Book: Terror Bird

Science Marches On…

Posted by on Oct 22, 2014 in Ancient Animals, Book: Terror Bird, Early Reader | 0 comments

IMG…but books stand still.

One of the hardships of a nonfiction author’s life is the way you can scramble to get the most updated information for your book, only to have those ding-dangity scientists discover brand new facts that throw everything out of whack right after your book hits the shelves.

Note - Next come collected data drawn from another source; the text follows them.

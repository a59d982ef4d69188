use thiserror::Error;

/// Errors from declaration processing, for both type and function
/// declarations. All are fatal; the first one aborts the compile.
#[derive(Debug, Clone, PartialEq, Error)]
pub enum ResolveError {
    #[error("unknown type '{0}'")]
    UnknownType(String),
    #[error("type '{0}' is declared twice")]
    DuplicateType(String),
    #[error("function '{0}' is declared twice")]
    DuplicateFunction(String),
    #[error("too many type construction failures: {0} declarations did not resolve")]
    TooManyFailures(usize),
    #[error("malformed declaration: {0}")]
    MalformedDeclaration(String),
}

/// Result alias for declaration processing.
pub type ResolveResult<T> = Result<T, ResolveError>;
use crate::asm::{Line, MemoryLocation, Register, SpecialConstant};
use crate::ast::Element;
use crate::types::{Ty, TyKind};

use super::{imm, local_context::LocalContext, sp_slot, AsmGenerator, CodegenError, GenResult, R0};

fn is_char_array(ty: &Ty) -> bool {
    match &ty.data().kind {
        TyKind::Array { item, .. } => item.is_char(),
        _ => false,
    }
}

fn is_char_ptr(ty: &Ty) -> bool {
    match &ty.data().kind {
        TyKind::Ptr(target) => target.is_char(),
        _ => false,
    }
}

impl AsmGenerator<'_> {
    /// `[print x]`, dispatched on the operand type: ints and chars write
    /// their value to the signed-number and char ports, char buffers and
    /// char pointers write an address to the string port.
    pub(crate) fn gen_print(
        &mut self,
        ctx: &LocalContext,
        items: &[Element],
        mem: i32,
    ) -> GenResult<(Vec<Line>, Ty)> {
        self.expect_arity("print", items, 1)?;
        let (mut code, ty) = self.gen_expr(ctx, &items[1], mem)?;
        if ty.is_int() {
            code.push(Line::Ldr(R0, sp_slot(mem)));
            code.push(Line::Str(
                R0,
                MemoryLocation::Special(SpecialConstant::WriteSignedNum),
            ));
        } else if ty.is_char() {
            code.push(Line::Ldrb(R0, sp_slot(mem)));
            code.push(Line::Strb(
                R0,
                MemoryLocation::Special(SpecialConstant::WriteChar),
            ));
        } else if is_char_array(&ty) {
            code.push(Line::Add(R0, Register::Sp, imm(mem)));
            code.push(Line::Str(
                R0,
                MemoryLocation::Special(SpecialConstant::WriteString),
            ));
        } else if is_char_ptr(&ty) {
            code.push(Line::Ldr(R0, sp_slot(mem)));
            code.push(Line::Str(
                R0,
                MemoryLocation::Special(SpecialConstant::WriteString),
            ));
        } else {
            return Err(CodegenError::Unprintable(ty.to_string()));
        }
        Ok((code, self.void_ty()))
    }

    /// `[size_of type]`: the type's byte size as an int constant.
    pub(crate) fn gen_size_of(
        &mut self,
        items: &[Element],
        mem: i32,
    ) -> GenResult<(Vec<Line>, Ty)> {
        self.expect_arity("size_of", items, 1)?;
        let ty = self.resolver.construct(&items[1])?;
        let code = vec![
            Line::Mov(R0, imm(ty.size())),
            Line::Str(R0, sp_slot(mem)),
        ];
        Ok((code, self.int_ty()))
    }

    /// `[size_of_value expr]`: the expression still runs for its side
    /// effects, then its slot is overwritten with the size constant.
    pub(crate) fn gen_size_of_value(
        &mut self,
        ctx: &LocalContext,
        items: &[Element],
        mem: i32,
    ) -> GenResult<(Vec<Line>, Ty)> {
        self.expect_arity("size_of_value", items, 1)?;
        let (mut code, ty) = self.gen_expr(ctx, &items[1], mem)?;
        code.push(Line::Mov(R0, imm(ty.size())));
        code.push(Line::Str(R0, sp_slot(mem)));
        Ok((code, self.int_ty()))
    }
}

It’s a particular problem with dinosaurs. Kids, of course, love to know about the most extreme dinosaurs (biggest! longest! smallest! tallest!). Just as you have firmly declared that so-and-so-asaurus is the biggest, somebody will come up with a newer, bigger find. Sometimes you wish they’d just knock off all the discovery for a year or two. On the other hand, sometimes you need them to hurry it up. Remember when Pluto was in the process of becoming not a planet after all? I was in the middle of writing a nonfiction book on outer space. Deadline was approaching. Scientists could not make up their minds. I was sitting there tapping my fingers on my desk, thinking, “Come on, guys, either it’s in or it’s out, but make up your minds! I’ve got to get this to my editor!”

Now, just after Terror Bird has been published, people are starting to wonder if these marvelous and outlandish birds were VEGETARIANS. No! What will happen to the marvelous illustration of the terror bird chomping up a teeny horse? And can a plant-eater be called a terror bird anyway? I’m pretty sure my editor would not have taken the book if it had been called Extremely Large Seed-Nibbling Bird.

Well, these particular scientists are studying a European species of terror bird, not my South American beauties, so let’s hope that the ones in my book can remain predators at least until the publisher runs out of stock.